+++ Data
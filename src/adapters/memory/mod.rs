//! In-memory repository adapters.
//!
//! Each repository guards its state with one `tokio::sync::RwLock`, so every
//! port call is a single atomic read or write.

mod alternatives;
mod criteria;
mod judgments;
mod panel;
mod results;

pub use alternatives::{InMemoryAlternativeRepository, InMemoryProfileRepository};
pub use criteria::{InMemoryCriterionRepository, InMemoryMarkRepository};
pub use judgments::InMemoryJudgmentRepository;
pub use panel::{InMemoryDecisionMakerRepository, InMemoryPeerComparisonRepository};
pub use results::InMemoryResultRepository;

use std::sync::Arc;

use crate::ports::{
    AlternativeRepository, CriterionRepository, DecisionMakerRepository, JudgmentRepository,
    MarkRepository, PeerComparisonRepository, ProfileRepository, ResultRepository,
};

/// One instance of every in-memory repository.
///
/// Clones share state.
#[derive(Debug, Clone, Default)]
pub struct InMemoryRepositories {
    pub criteria: InMemoryCriterionRepository,
    pub marks: InMemoryMarkRepository,
    pub alternatives: InMemoryAlternativeRepository,
    pub profiles: InMemoryProfileRepository,
    pub judgments: InMemoryJudgmentRepository,
    pub decision_makers: InMemoryDecisionMakerRepository,
    pub peer_comparisons: InMemoryPeerComparisonRepository,
    pub results: InMemoryResultRepository,
}

impl InMemoryRepositories {
    pub fn new() -> Self {
        Self::default()
    }

    pub fn criterion_repository(&self) -> Arc<dyn CriterionRepository> {
        Arc::new(self.criteria.clone())
    }

    pub fn mark_repository(&self) -> Arc<dyn MarkRepository> {
        Arc::new(self.marks.clone())
    }

    pub fn alternative_repository(&self) -> Arc<dyn AlternativeRepository> {
        Arc::new(self.alternatives.clone())
    }

    pub fn profile_repository(&self) -> Arc<dyn ProfileRepository> {
        Arc::new(self.profiles.clone())
    }

    pub fn judgment_repository(&self) -> Arc<dyn JudgmentRepository> {
        Arc::new(self.judgments.clone())
    }

    pub fn decision_maker_repository(&self) -> Arc<dyn DecisionMakerRepository> {
        Arc::new(self.decision_makers.clone())
    }

    pub fn peer_comparison_repository(&self) -> Arc<dyn PeerComparisonRepository> {
        Arc::new(self.peer_comparisons.clone())
    }

    pub fn result_repository(&self) -> Arc<dyn ResultRepository> {
        Arc::new(self.results.clone())
    }
}
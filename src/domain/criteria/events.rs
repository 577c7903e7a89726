//! Criteria domain events.

use serde::{Deserialize, Serialize};

use super::NormalizedMark;
use crate::domain::foundation::{domain_event, CriterionId, EventId, Timestamp};

/// Published after every mark of a criterion has been renormalized.
#[derive(Debug, Clone, Serialize, Deserialize)]
pub struct CriterionNormalized {
    pub event_id: EventId,
    pub criterion_id: CriterionId,
    pub marks: Vec<NormalizedMark>,
    pub normalized_at: Timestamp,
}

impl CriterionNormalized {
    pub fn new(criterion_id: CriterionId, marks: Vec<NormalizedMark>) -> Self {
        Self {
            event_id: EventId::new(),
            criterion_id,
            marks,
            normalized_at: Timestamp::now(),
        }
    }
}

domain_event!(
    CriterionNormalized,
    event_type = "criterion.normalized.v1",
    schema_version = 1,
    aggregate_id = criterion_id,
    aggregate_type = "Criterion",
    occurred_at = normalized_at,
    event_id = event_id
);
++++++
* [Work order] Every entry above must be reproduced word for word.

* [Answer below]
filename src/adapters/memory/mod.rs
//! In-memory repository adapters.
//!
//! Each repository guards its state with one `tokio::sync::RwLock`, so every
//! port call is a single atomic read or write.

mod alternatives;
mod criteria;
mod judgments;
mod panel;
mod results;

pub use alternatives::{InMemoryAlternativeRepository, InMemoryProfileRepository};
pub use criteria::{InMemoryCriterionRepository, InMemoryMarkRepository};
pub use judgments::InMemoryJudgmentRepository;
pub use panel::{InMemoryDecisionMakerRepository, InMemoryPeerComparisonRepository};
pub use results::InMemoryResultRepository;

use std::sync::Arc;

use crate::ports::{
    AlternativeRepository, CriterionRepository, DecisionMakerRepository, JudgmentRepository,
    MarkRepository, PeerComparisonRepository, ProfileRepository, ResultRepository,
};

/// One instance of every in-memory repository.
///
/// Clones share state.
#[derive(Debug, Clone, Default)]
pub struct InMemoryRepositories {
    pub criteria: InMemoryCriterionRepository,
    pub marks: InMemoryMarkRepository,
    pub alternatives: InMemoryAlternativeRepository,
    pub profiles: InMemoryProfileRepository,
    pub judgments: InMemoryJudgmentRepository,
    pub decision_makers: InMemoryDecisionMakerRepository,
    pub peer_comparisons: InMemoryPeerComparisonRepository,
    pub results: InMemoryResultRepository,
}

impl InMemoryRepositories {
    pub fn new() -> Self {
        Self::default()
    }

    pub fn criterion_repository(&self) -> Arc<dyn CriterionRepository> {
        Arc::new(self.criteria.clone())
    }

    pub fn mark_repository(&self) -> Arc<dyn MarkRepository> {
        Arc::new(self.marks.clone())
    }

    pub fn alternative_repository(&self) -> Arc<dyn AlternativeRepository> {
        Arc::new(self.alternatives.clone())
    }

    pub fn profile_repository(&self) -> Arc<dyn ProfileRepository> {
        Arc::new(self.profiles.clone())
    }

    pub fn judgment_repository(&self) -> Arc<dyn JudgmentRepository> {
        Arc::new(self.judgments.clone())
    }

    pub fn decision_maker_repository(&self) -> Arc<dyn DecisionMakerRepository> {
        Arc::new(self.decision_makers.clone())
    }

    pub fn peer_comparison_repository(&self) -> Arc<dyn PeerComparisonRepository> {
        Arc::new(self.peer_comparisons.clone())
    }

    pub fn result_repository(&self) -> Arc<dyn ResultRepository> {
        Arc::new(self.results.clone())
    }
}
filename src/domain/criteria/events.rs
repository 577c7903e7a89726
//! Criteria domain events.

use serde::{Deserialize, Serialize};

use super::NormalizedMark;
use crate::domain::foundation::{domain_event, CriterionId, EventId, Timestamp};

/// Published after every mark of a criterion has been renormalized.
#[derive(Debug, Clone, Serialize, Deserialize)]
pub struct CriterionNormalized {
    pub event_id: EventId,
    pub criterion_id: CriterionId,
    pub marks: Vec<NormalizedMark>,
    pub normalized_at: Timestamp,
}

impl CriterionNormalized {
    pub fn new(criterion_id: CriterionId, marks: Vec<NormalizedMark>) -> Self {
        Self {
            event_id: EventId::new(),
            criterion_id,
            marks,
            normalized_at: Timestamp::now(),
        }
    }
}

domain_event!(
    CriterionNormalized,
    event_type = "criterion.normalized.v1",
    schema_version = 1,
    aggregate_id = criterion_id,
    aggregate_type = "Criterion",
    occurred_at = normalized_at,
    event_id = event_id
);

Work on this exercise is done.